In March, the budget office said the House legislation would increase premiums by an average 15 percent to 20 percent over the next two years, but push premiums 10 percent lower than they'd otherwise be by 2026. Many Republicans say their chief goal is to reduce premiums.
Besides premiums, other critical components of the value of health insurance are out-of-pocket costs and benefits.
Obama's law included subsidies to help people with modest incomes cover their deductibles and copayments, and spelled out standard benefits like maternity services that insurers must provide. The House bill would eliminate the subsidies for deductibles and copayments, and let states greatly loosen Obama's coverage requirements.

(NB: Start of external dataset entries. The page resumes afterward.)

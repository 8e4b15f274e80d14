use std::fs;

use dwh_report::{ReportError, publish_tables};
use dwh_star::StarSchema;
use fixtures::schema;
use tempfile::TempDir;

mod fixtures {
    use dwh_model::{CustomerDim, Gender, MaritalStatus, ProductDim, ProductLine, SalesFact};
    use dwh_star::StarSchema;

    pub fn schema() -> StarSchema {
        StarSchema {
            customers: vec![CustomerDim {
                customer_key: 1,
                customer_id: 11000,
                customer_number: Some("AW00011000".to_string()),
                first_name: Some("Jon".to_string()),
                last_name: Some("Yang".to_string()),
                country: Some("Australia".to_string()),
                marital_status: MaritalStatus::Married,
                gender: Gender::Male,
                birth_date: None,
                create_date: None,
            }],
            products: vec![ProductDim {
                product_key: 1,
                product_id: Some(310),
                product_number: "BK-R93R-62".to_string(),
                product_name: Some("Road-150 Red, 62".to_string()),
                category_id: "BI_RB".to_string(),
                category: Some("Bikes".to_string()),
                subcategory: None,
                maintenance: None,
                cost: 2171.0,
                product_line: ProductLine::Road,
                start_date: None,
            }],
            sales: vec![SalesFact {
                order_number: "SO43697".to_string(),
                product_key: 1,
                customer_key: 1,
                product_number: "BK-R93R-62".to_string(),
                customer_id: 11000,
                order_date: None,
                ship_date: None,
                due_date: None,
                amount: Some(30.0),
                quantity: Some(3),
                price: Some(10.0),
            }],
        }
    }
}

#[test]
fn writes_all_tables() {
    let temp = TempDir::new().unwrap();
    let output = temp.path().join("warehouse");

    let published = publish_tables(&output, &schema()).unwrap();

    let names: Vec<String> = published
        .files
        .iter()
        .map(|path| path.file_name().unwrap().to_string_lossy().into_owned())
        .collect();
    assert_eq!(
        names,
        vec!["dim_customers.csv", "dim_products.csv", "fact_sales.csv"]
    );
    for file in &published.files {
        assert!(file.starts_with(&output));
        assert!(file.exists());
    }

    let customers = fs::read_to_string(output.join("dim_customers.csv")).unwrap();
    insta::assert_snapshot!(customers.trim_end(), @r"
    customer_key,customer_id,customer_number,first_name,last_name,country,marital_status,gender,birth_date,create_date
    1,11000,AW00011000,Jon,Yang,Australia,Married,Male,,
    ");

    let products = fs::read_to_string(output.join("dim_products.csv")).unwrap();
    assert!(products.contains("\"Road-150 Red, 62\""));
}

#[test]
fn replaces_previous_output_wholesale() {
    let temp = TempDir::new().unwrap();
    let output = temp.path().join("warehouse");
    fs::create_dir_all(&output).unwrap();
    fs::write(output.join("stale.csv"), "old").unwrap();

    publish_tables(&output, &schema()).unwrap();
    assert!(!output.join("stale.csv").exists());

    publish_tables(&output, &StarSchema::default()).unwrap();
    let sales = fs::read_to_string(output.join("fact_sales.csv")).unwrap();
    assert_eq!(sales.lines().count(), 1);

    let leftovers: Vec<_> = fs::read_dir(temp.path())
        .unwrap()
        .map(|entry| entry.unwrap().file_name())
        .collect();
    assert_eq!(leftovers, vec![std::ffi::OsString::from("warehouse")]);
}

#[test]
fn unwritable_parent_is_reported() {
    let temp = TempDir::new().unwrap();
    let blocker = temp.path().join("file");
    fs::write(&blocker, "not a directory").unwrap();

    let err = publish_tables(&blocker.join("warehouse"), &schema()).unwrap_err();
    assert!(matches!(err, ReportError::Io { .. }));

    let pipeline: dwh_model::PipelineError = err.into();
    assert_eq!(pipeline.stage, dwh_model::Stage::Publish);
    assert_eq!(pipeline.kind, dwh_model::ErrorKind::OutputFailure);
}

The House bill would reduce taxes by around $1 trillion over the coming decade, the budget office said, largely on higher-income people and health care industry firms. It would replace Obama's tax subsidies for health insurance consumers, based mostly on income and premiums, with GOP tax credits geared more to people's ages.
Most of those losing coverage would be beneficiaries of Medicaid, the health care program for poor and disabled people, though people buying individual policies or getting coverage at work would also become uninsured. The last budget office report said the House bill would cut Medicaid by $839 billion over 10 years.
Erasing Obama's health care law was a top promise of Donald Trump during his presidential campaign, and by congressional GOP candidates since its 2010 enactment.
But writing legislation that can pass with only Republican votes has proven agonizing. House Speaker Paul Ryan, R-Wis., canceled a March vote after opposition from party conservatives and moderates would have sealed its defeat, and the two wings of the GOP spent weeks blaming each other for the bill's demise.
Meanwhile, the Trump administration released a report that found a doubling of average premiums for individually purchased coverage from 2013, just before Obama's statute took effect, to this year.
The report from Health and Human Services looked at premiums in the 39 states served by HealthCare.gov, the online exchange for buying coverage. It found the average monthly premium increased from $224 in 2013 to $476 in 2017.
Before 2013, insurers were allowed to turn away people with health problems, and there was no federal requirement for a standard benefits package. Those two "Obamacare" changes made coverage more robust, but also increased the cost.